Parlamento Aprova Reforma Da Descentralização E Promete Poupança De 1,25 Mil Milhões De Meticais Por Ano
Revisão legislativa elimina sobreposição de competências, extingue estruturas redundantes e redefine o papel dos órgãos provinciais do Estado
- Parlamento aprova por unanimidade reformas estruturais no pacote de descentralização;
- Extinção do Conselho dos Serviços de Representação do Estado visa eliminar duplicações institucionais;
- Governo estima poupança anual superior a 1.250 milhões de meticais;
- Reforma redefine papel do secretário de Estado e do Conselho Executivo Provincial;
- Debate parlamentar revela consenso político, mas também reservas quanto à profundidade das mudanças.
A Assembleia da República aprovou, por consenso, a revisão do pacote legislativo da descentralização, numa decisão que introduz alterações estruturais no modelo de governação provincial e que, segundo o Governo, poderá gerar uma poupança anual superior a 1.250 milhões de meticais.
De acordo com a AIM, a reforma inclui a extinção do Conselho dos Serviços de Representação do Estado na província, uma medida orientada para eliminar sobreposições institucionais e clarificar as linhas de autoridade ao nível local.
O pacote legislativo aprovado redefine o quadro de organização, competências e funcionamento dos órgãos executivos de governação descentralizada, bem como dos órgãos de representação do Estado nas províncias, procurando corrigir disfunções identificadas no modelo em vigor desde 2019.
Racionalização Do Estado E Pressão Sobre A Despesa Pública
A revisão surge num contexto de crescente pressão sobre as finanças públicas e de necessidade de maior eficiência na prestação de serviços ao cidadão.
Na fundamentação da proposta, o ministro da Administração Estatal e Função Pública, Inocêncio Impissa, reconheceu a existência de “inconsistências e disfunções” no modelo anterior, incluindo a duplicação de estruturas e a sobreposição de competências, factores que, segundo o Governo, penalizavam o funcionamento dos órgãos provinciais e aumentavam a despesa pública.

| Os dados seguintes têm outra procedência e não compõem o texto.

// SPDX-License-Identifier: MIT OR Apache-2.0

//! Zero-copy views over SCTP packets and the chunk-train walker.
//!
//! The walker only enforces framing (type, flags, length, value with 4-byte
//! padding between chunks); no chunk type is special-cased at this layer.
//! Checksum validation is assumed to have happened before bytes reach us.

use bitflags::bitflags;

use crate::error::MalformedChunkTrain;
use crate::utils;

// Chunk Types
const CHUNK_TYPE_DATA: u8 = 0;
const CHUNK_TYPE_INIT: u8 = 1;
const CHUNK_TYPE_INIT_ACK: u8 = 2;
const CHUNK_TYPE_SACK: u8 = 3;
const CHUNK_TYPE_HEARTBEAT: u8 = 4;
const CHUNK_TYPE_HEARTBEAT_ACK: u8 = 5;
const CHUNK_TYPE_ABORT: u8 = 6;
const CHUNK_TYPE_SHUTDOWN: u8 = 7;
const CHUNK_TYPE_SHUTDOWN_ACK: u8 = 8;
const CHUNK_TYPE_ERROR: u8 = 9;
const CHUNK_TYPE_COOKIE_ECHO: u8 = 10;
const CHUNK_TYPE_COOKIE_ACK: u8 = 11;
const CHUNK_TYPE_SHUTDOWN_COMPLETE: u8 = 14;

/// Common header length for every SCTP packet.
pub const COMMON_HEADER_LEN: usize = 12;

/// Chunk header length (type, flags, length).
pub const CHUNK_HEADER_LEN: usize = 4;

/// Fixed part of an INIT/INIT ACK chunk value (initiate tag, a_rwnd,
/// outbound/inbound stream counts, initial TSN).
const INIT_FIXED_LEN: usize = 16;

/// The type octet of a chunk, with unassigned values preserved.
#[derive(Clone, Copy, Debug, PartialEq, Eq, Hash)]
pub enum ChunkType {
    Data,
    Init,
    InitAck,
    Sack,
    Heartbeat,
    HeartbeatAck,
    Abort,
    Shutdown,
    ShutdownAck,
    Error,
    CookieEcho,
    CookieAck,
    ShutdownComplete,
    Unknown(u8),
}

impl From<u8> for ChunkType {
    fn from(value: u8) -> Self {
        match value {
            CHUNK_TYPE_DATA => ChunkType::Data,
            CHUNK_TYPE_INIT => ChunkType::Init,
            CHUNK_TYPE_INIT_ACK => ChunkType::InitAck,
            CHUNK_TYPE_SACK => ChunkType::Sack,
            CHUNK_TYPE_HEARTBEAT => ChunkType::Heartbeat,
            CHUNK_TYPE_HEARTBEAT_ACK => ChunkType::HeartbeatAck,
            CHUNK_TYPE_ABORT => ChunkType::Abort,
            CHUNK_TYPE_SHUTDOWN => ChunkType::Shutdown,
            CHUNK_TYPE_SHUTDOWN_ACK => ChunkType::ShutdownAck,
            CHUNK_TYPE_ERROR => ChunkType::Error,
            CHUNK_TYPE_COOKIE_ECHO => ChunkType::CookieEcho,
            CHUNK_TYPE_COOKIE_ACK => ChunkType::CookieAck,
            CHUNK_TYPE_SHUTDOWN_COMPLETE => ChunkType::ShutdownComplete,
            other => ChunkType::Unknown(other),
        }
    }
}

impl From<ChunkType> for u8 {
    fn from(value: ChunkType) -> Self {
        match value {
            ChunkType::Data => CHUNK_TYPE_DATA,
            ChunkType::Init => CHUNK_TYPE_INIT,
            ChunkType::InitAck => CHUNK_TYPE_INIT_ACK,
            ChunkType::Sack => CHUNK_TYPE_SACK,
            ChunkType::Heartbeat => CHUNK_TYPE_HEARTBEAT,
            ChunkType::HeartbeatAck => CHUNK_TYPE_HEARTBEAT_ACK,
            ChunkType::Abort => CHUNK_TYPE_ABORT,
            ChunkType::Shutdown => CHUNK_TYPE_SHUTDOWN,
            ChunkType::ShutdownAck => CHUNK_TYPE_SHUTDOWN_ACK,
            ChunkType::Error => CHUNK_TYPE_ERROR,
            ChunkType::CookieEcho => CHUNK_TYPE_COOKIE_ECHO,
            ChunkType::CookieAck => CHUNK_TYPE_COOKIE_ACK,
            ChunkType::ShutdownComplete => CHUNK_TYPE_SHUTDOWN_COMPLETE,
            ChunkType::Unknown(other) => other,
        }
    }
}

bitflags! {
    /// Chunk flag bits. Only the bits the tracker cares about are named;
    /// DATA reassembly bits are carried for completeness of the view.
    #[derive(Clone, Copy, Debug, PartialEq, Eq)]
    pub struct ChunkFlags: u8 {
        /// T bit of ABORT/SHUTDOWN COMPLETE: the sender had no TCB and
        /// reflected the peer's own tag instead.
        const T_BIT = 0b_0000_0001;
        const DATA_IMMEDIATE = 0b_0000_1000;
        const DATA_UNORDERED = 0b_0000_0100;
        const DATA_BEGINNING = 0b_0000_0010;
        const DATA_ENDING = 0b_0000_0001;
    }
}

/// The decoded SCTP common header, as handed to the tracker by the external
/// flow table. The checksum is omitted: it is verified before tracking.
#[derive(Clone, Copy, Debug, PartialEq, Eq)]
pub struct CommonHeader {
    pub sport: u16,
    pub dport: u16,
    pub verify_tag: u32,
}

/// A zero-copy view over a full SCTP packet (common header plus chunk train).
#[derive(Clone, Copy, Debug)]
pub struct SctpPacketRef<'a> {
    data: &'a [u8],
}

impl<'a> SctpPacketRef<'a> {
    /// Wraps `bytes`, or `None` if there are too few bytes for the common
    /// header.
    pub fn new(bytes: &'a [u8]) -> Option<Self> {
        if bytes.len() < COMMON_HEADER_LEN {
            return None;
        }
        Some(SctpPacketRef { data: bytes })
    }

    /// The SCTP port number from which the packet has been sent.
    #[inline]
    pub fn sport(&self) -> u16 {
        u16::from_be_bytes(
            utils::to_array(self.data, 0)
                .expect("insufficient bytes in SctpPacketRef to retrieve Source Port field"),
        )
    }

    /// The SCTP port number to which the packet is destined.
    #[inline]
    pub fn dport(&self) -> u16 {
        u16::from_be_bytes(
            utils::to_array(self.data, 2)
                .expect("insufficient bytes in SctpPacketRef to retrieve Destination Port field"),
        )
    }

    /// The Verification Tag carried in the common header.
    #[inline]
    pub fn verify_tag(&self) -> u32 {
        u32::from_be_bytes(
            utils::to_array(self.data, 4)
                .expect("insufficient bytes in SctpPacketRef to retrieve Verification Tag field"),
        )
    }

    /// The CRC32c checksum field. Not validated here.
    #[inline]
    pub fn chksum(&self) -> u32 {
        u32::from_be_bytes(
            utils::to_array(self.data, 8)
                .expect("insufficient bytes in SctpPacketRef to retrieve Checksum field"),
        )
    }

    /// The decoded common header.
    #[inline]
    pub fn header(&self) -> CommonHeader {
        CommonHeader {
            sport: self.sport(),
            dport: self.dport(),
            verify_tag: self.verify_tag(),
        }
    }

    /// The raw chunk train following the common header.
    #[inline]
    pub fn chunk_bytes(&self) -> &'a [u8] {
        &self.data[COMMON_HEADER_LEN..]
    }

    /// A walker over the chunk train.
    #[inline]
    pub fn chunks(&self) -> ChunkWalker<'a> {
        ChunkWalker::new(self.chunk_bytes())
    }
}

/// One framed chunk. `data` spans the chunk header and the unpadded value.
#[derive(Clone, Copy, Debug)]
pub struct ChunkRef<'a> {
    data: &'a [u8],
}

impl<'a> ChunkRef<'a> {
    #[inline]
    pub fn chunk_type(&self) -> ChunkType {
        ChunkType::from(self.data[0])
    }

    #[inline]
    pub fn flags(&self) -> ChunkFlags {
        ChunkFlags::from_bits_retain(self.data[1])
    }

    /// The declared chunk length, covering the header and unpadded value.
    #[inline]
    pub fn len(&self) -> usize {
        self.data.len()
    }

    /// The chunk value after the 4-byte header, without padding.
    #[inline]
    pub fn value(&self) -> &'a [u8] {
        &self.data[CHUNK_HEADER_LEN..]
    }

    /// A view over this chunk's value as an INIT/INIT ACK body, or `None`
    /// if the chunk is of a different type or the value is short.
    pub fn init(&self) -> Option<InitRef<'a>> {
        match self.chunk_type() {
            ChunkType::Init | ChunkType::InitAck => InitRef::new(self.value()),
            _ => None,
        }
    }
}

/// The fixed part of an INIT or INIT ACK chunk value.
#[derive(Clone, Copy, Debug)]
pub struct InitRef<'a> {
    data: &'a [u8],
}

impl<'a> InitRef<'a> {
    pub fn new(value: &'a [u8]) -> Option<Self> {
        if value.len() < INIT_FIXED_LEN {
            return None;
        }
        Some(InitRef { data: value })
    }

    /// The Initiate Tag the sender is announcing for this association.
    #[inline]
    pub fn initiate_tag(&self) -> u32 {
        u32::from_be_bytes(
            utils::to_array(self.data, 0)
                .expect("insufficient bytes in InitRef to retrieve Initiate Tag field"),
        )
    }

    /// The sender's advertised receiver window credit.
    #[inline]
    pub fn a_rwnd(&self) -> u32 {
        u32::from_be_bytes(
            utils::to_array(self.data, 4)
                .expect("insufficient bytes in InitRef to retrieve a_rwnd field"),
        )
    }
}

/// A lazy, restartable walker over one packet's chunk train.
///
/// The walker yields each well-formed chunk in order. The first framing
/// violation yields exactly one [`MalformedChunkTrain`] (carrying the count
/// of chunks that preceded it) and the walker fuses. Cloning/copying the
/// walker restarts from its current position.
#[derive(Clone, Copy, Debug)]
pub struct ChunkWalker<'a> {
    bytes: &'a [u8],
    seen: usize,
    done: bool,
}

impl<'a> ChunkWalker<'a> {
    #[inline]
    pub fn new(chunk_bytes: &'a [u8]) -> Self {
        ChunkWalker {
            bytes: chunk_bytes,
            seen: 0,
            done: false,
        }
    }

    /// The number of well-formed chunks yielded so far.
    #[inline]
    pub fn seen(&self) -> usize {
        self.seen
    }

    fn malformed(&mut self, reason: &'static str) -> MalformedChunkTrain {
        self.done = true;
        MalformedChunkTrain {
            valid_chunks: self.seen,
            reason,
        }
    }
}

impl<'a> Iterator for ChunkWalker<'a> {
    type Item = Result<ChunkRef<'a>, MalformedChunkTrain>;

    fn next(&mut self) -> Option<Self::Item> {
        if self.done {
            return None;
        }
        if self.bytes.is_empty() {
            self.done = true;
            return None;
        }

        let len_field = match utils::to_array::<2>(self.bytes, 2) {
            Some(arr) => u16::from_be_bytes(arr) as usize,
            None => return Some(Err(self.malformed("truncated chunk header"))),
        };

        if len_field < CHUNK_HEADER_LEN {
            // Covers the zero-length case: a walker that trusted it would
            // never advance.
            return Some(Err(self.malformed("chunk declares a length shorter than its header")));
        }
        if len_field > self.bytes.len() {
            return Some(Err(self.malformed("chunk length extends past the payload boundary")));
        }

        let chunk = ChunkRef {
            data: &self.bytes[..len_field],
        };

        // Interior chunks are padded to 4 bytes; the final chunk may omit
        // the padding.
        let padded = utils::padded_length::<4>(len_field);
        self.bytes = if padded >= self.bytes.len() {
            &[]
        } else {
            &self.bytes[padded..]
        };

        self.seen += 1;
        Some(Ok(chunk))
    }
}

A eliminação destas redundâncias institucionais é apresentada como um dos principais ganhos da reforma, não apenas do ponto de vista organizacional, mas também financeiro, com impacto directo na sustentabilidade das contas públicas.
O Presidente da República, Daniel Chapo, sublinhou que os recursos poupados serão redireccionados para sectores prioritários como educação, saúde, agricultura e protecção social, numa lógica de maior eficiência na afectação de recursos.
Nova Arquitectura De Poder Provincial
Do ponto de vista institucional, a reforma introduz uma reconfiguração relevante da arquitectura do Estado ao nível provincial.
Com a extinção dos serviços de representação do Estado, as respectivas funções passam a ser absorvidas pelo Conselho Executivo Provincial, liderado pelo governador, reforçando o papel dos órgãos executivos descentralizados.
Paralelamente, o secretário de Estado na província assume um papel mais focalizado na coordenação e supervisão das funções do Estado central, sendo apoiado por um conselho consultivo restrito.
Esta clarificação de papéis procura resolver um dos principais constrangimentos do modelo anterior: a coexistência de entidades com competências semelhantes e linhas de autoridade pouco definidas, situação que, segundo vários intervenientes no debate parlamentar, acabava por prejudicar a eficiência administrativa e a qualidade dos serviços prestados ao cidadão.
Consenso Político, Mas Com Alertas Sobre Limitações Da Reforma
Apesar da aprovação unânime, o debate parlamentar revelou que persistem reservas quanto à profundidade e abrangência das mudanças introduzidas.
Deputados de diferentes bancadas reconheceram a necessidade da reforma, mas alertaram para o risco de o novo modelo não resolver integralmente os problemas estruturais da descentralização, incluindo a clareza na delimitação de competências e a coerência do sistema institucional.
Algumas intervenções destacaram que a revisão pode configurar uma solução intermédia, que corrige disfunções operacionais imediatas, mas que não esgota o debate sobre o modelo ideal de descentralização em Moçambique.
Entre Eficiência Administrativa E Desafio De Implementação
A aprovação da reforma representa um passo relevante na tentativa de racionalizar o funcionamento do Estado e melhorar a governação territorial.
Contudo, o impacto efectivo destas medidas dependerá, em larga medida, da sua implementação prática e da capacidade das instituições em traduzir a nova arquitectura legal em ganhos concretos de eficiência, coordenação e qualidade dos serviços públicos.
Num contexto em que a descentralização continua a ser um dos pilares da organização do Estado moçambicano, a reforma agora aprovada poderá marcar uma inflexão importante — mas ainda não definitiva — no processo de consolidação de um modelo de governação mais funcional, coerente e sustentável.